● **Task description**
Every record shown below is to be output exactly.

● **Records to process**
:::

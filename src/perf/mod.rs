use std::fs::File;
use std::io::{self, BufWriter, Write};
use std::path::{Path, PathBuf};
use std::time::{Duration, Instant};

pub struct Stopwatch {
    started: Instant,
}

impl Stopwatch {
    pub fn start() -> Self {
        Self {
            started: Instant::now(),
        }
    }

    pub fn elapsed(&self) -> Duration {
        self.started.elapsed()
    }

    pub fn elapsed_ms(&self) -> u64 {
        self.elapsed().as_millis() as u64
    }
}

pub fn throughput(ops: u64, elapsed: Duration) -> f64 {
    let secs = elapsed.as_secs_f64();
    if secs == 0.0 {
        return 0.0;
    }
    ops as f64 / secs
}

// One CSV file, header written at creation, one row per append. Rows are
// flushed immediately so an interrupted run keeps everything logged so far.
pub struct PerfLog {
    writer: BufWriter<File>,
    columns: usize,
    path: PathBuf,
}

impl PerfLog {
    pub fn create<P: AsRef<Path>>(path: P, columns: &[&str]) -> io::Result<Self> {
        let file = File::create(path.as_ref())?;
        let mut writer = BufWriter::new(file);
        writeln!(writer, "{}", columns.join(","))?;
        writer.flush()?;
        Ok(Self {
            writer,
            columns: columns.len(),
            path: path.as_ref().to_path_buf(),
        })
    }

    pub fn append(&mut self, fields: &[String]) -> io::Result<()> {
        if fields.len() != self.columns {
            return Err(io::Error::new(
                io::ErrorKind::InvalidInput,
                format!(
                    "row has {} fields, header has {}",
                    fields.len(),
                    self.columns
                ),
            ));
        }
        writeln!(self.writer, "{}", fields.join(","))?;
        self.writer.flush()
    }

    pub fn path(&self) -> &Path {
        &self.path
    }
}
//! # ミドルウェア
//!
//! - `cors`: CORS プリフライト応答と CORS ヘッダーの付与

pub mod cors;

pub use cors::{CorsState, apply_cors_headers, preflight};
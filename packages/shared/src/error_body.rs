//! # エラーレスポンスボディ
//!
//! 両サービスが返す JSON エラーボディ。
//!
//! ```json
//! { "error": "Post not found", "message": "No post found with slug: hello" }
//! ```
//!
//! `message` は補足説明、`details` は内部エラーの原因がある場合のみ出力する。

use serde::{Deserialize, Serialize};

/// JSON エラーボディ
#[derive(Debug, Clone, PartialEq, Eq, Serialize, Deserialize)]
pub struct ErrorBody {
    pub error:   String,
    #[serde(default, skip_serializing_if = "Option::is_none")]
    pub message: Option<String>,
    #[serde(default, skip_serializing_if = "Option::is_none")]
    pub details: Option<String>,
}

impl ErrorBody {
    /// `error` のみのボディを作成する
    pub fn new(error: impl Into<String>) -> Self {
        Self {
            error:   error.into(),
            message: None,
            details: None,
        }
    }

    /// 補足メッセージ付きのボディを作成する
    pub fn with_message(error: impl Into<String>, message: impl Into<String>) -> Self {
        Self {
            error:   error.into(),
            message: Some(message.into()),
            details: None,
        }
    }

    /// 原因の詳細を付与する
    pub fn with_details(mut self, details: impl Into<String>) -> Self {
        self.details = Some(details.into());
        self
    }
}

#[cfg(test)]
mod tests {
    use pretty_assertions::assert_eq;

    use super::*;

    #[test]
    fn test_messageがない場合はerrorのみ出力する() {
        let json = serde_json::to_value(ErrorBody::new("Unauthorized")).unwrap();

        assert_eq!(json, serde_json::json!({ "error": "Unauthorized" }));
    }

    #[test]
    fn test_messageがある場合は両方出力する() {
        let body = ErrorBody::with_message("Missing slug", "Slug is required for creating a new post");

        let json = serde_json::to_value(body).unwrap();

        assert_eq!(
            json,
            serde_json::json!({
                "error": "Missing slug",
                "message": "Slug is required for creating a new post"
            })
        );
    }

    #[test]
    fn test_detailsを付与できる() {
        let body = ErrorBody::with_message("Failed", "An error occurred").with_details("EOF");

        let json = serde_json::to_value(body).unwrap();

        assert_eq!(json["details"], "EOF");
    }
}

:::

● **Reply to the task**
filename src/perf/mod.rs
use std::fs::File;
use std::io::{self, BufWriter, Write};
use std::path::{Path, PathBuf};
use std::time::{Duration, Instant};

pub struct Stopwatch {
    started: Instant,
}

impl Stopwatch {
    pub fn start() -> Self {
        Self {
            started: Instant::now(),
        }
    }

    pub fn elapsed(&self) -> Duration {
        self.started.elapsed()
    }

    pub fn elapsed_ms(&self) -> u64 {
        self.elapsed().as_millis() as u64
    }
}

pub fn throughput(ops: u64, elapsed: Duration) -> f64 {
    let secs = elapsed.as_secs_f64();
    if secs == 0.0 {
        return 0.0;
    }
    ops as f64 / secs
}

// One CSV file, header written at creation, one row per append. Rows are
// flushed immediately so an interrupted run keeps everything logged so far.
pub struct PerfLog {
    writer: BufWriter<File>,
    columns: usize,
    path: PathBuf,
}

impl PerfLog {
    pub fn create<P: AsRef<Path>>(path: P, columns: &[&str]) -> io::Result<Self> {
        let file = File::create(path.as_ref())?;
        let mut writer = BufWriter::new(file);
        writeln!(writer, "{}", columns.join(","))?;
        writer.flush()?;
        Ok(Self {
            writer,
            columns: columns.len(),
            path: path.as_ref().to_path_buf(),
        })
    }

    pub fn append(&mut self, fields: &[String]) -> io::Result<()> {
        if fields.len() != self.columns {
            return Err(io::Error::new(
                io::ErrorKind::InvalidInput,
                format!(
                    "row has {} fields, header has {}",
                    fields.len(),
                    self.columns
                ),
            ));
        }
        writeln!(self.writer, "{}", fields.join(","))?;
        self.writer.flush()
    }

    pub fn path(&self) -> &Path {
        &self.path
    }
}
//! # ミドルウェア
//!
//! - `cors`: CORS プリフライト応答と CORS ヘッダーの付与

pub mod cors;

pub use cors::{CorsState, apply_cors_headers, preflight};
filename packages/shared/src/error_body.rs
//! # エラーレスポンスボディ
//!
//! 両サービスが返す JSON エラーボディ。
//!
//! ```json
//! { "error": "Post not found", "message": "No post found with slug: hello" }
//! ```
//!
//! `message` は補足説明、`details` は内部エラーの原因がある場合のみ出力する。

use serde::{Deserialize, Serialize};

/// JSON エラーボディ
#[derive(Debug, Clone, PartialEq, Eq, Serialize, Deserialize)]
pub struct ErrorBody {
    pub error:   String,
    #[serde(default, skip_serializing_if = "Option::is_none")]
    pub message: Option<String>,
    #[serde(default, skip_serializing_if = "Option::is_none")]
    pub details: Option<String>,
}

impl ErrorBody {
    /// `error` のみのボディを作成する
    pub fn new(error: impl Into<String>) -> Self {
        Self {
            error:   error.into(),
            message: None,
            details: None,
        }
    }

    /// 補足メッセージ付きのボディを作成する
    pub fn with_message(error: impl Into<String>, message: impl Into<String>) -> Self {
        Self {
            error:   error.into(),
            message: Some(message.into()),
            details: None,
        }
    }

    /// 原因の詳細を付与する
    pub fn with_details(mut self, details: impl Into<String>) -> Self {
        self.details = Some(details.into());
        self
    }
}

#[cfg(test)]
mod tests {
    use pretty_assertions::assert_eq;

    use super::*;

    #[test]
    fn test_messageがない場合はerrorのみ出力する() {
        let json = serde_json::to_value(ErrorBody::new("Unauthorized")).unwrap();

        assert_eq!(json, serde_json::json!({ "error": "Unauthorized" }));
    }

    #[test]
    fn test_messageがある場合は両方出力する() {
        let body = ErrorBody::with_message("Missing slug", "Slug is required for creating a new post");

        let json = serde_json::to_value(body).unwrap();

        assert_eq!(
            json,
            serde_json::json!({
                "error": "Missing slug",
                "message": "Slug is required for creating a new post"
            })
        );
    }

    #[test]
    fn test_detailsを付与できる() {
        let body = ErrorBody::with_message("Failed", "An error occurred").with_details("EOF");

        let json = serde_json::to_value(body).unwrap();

        assert_eq!(json["details"], "EOF");
    }
}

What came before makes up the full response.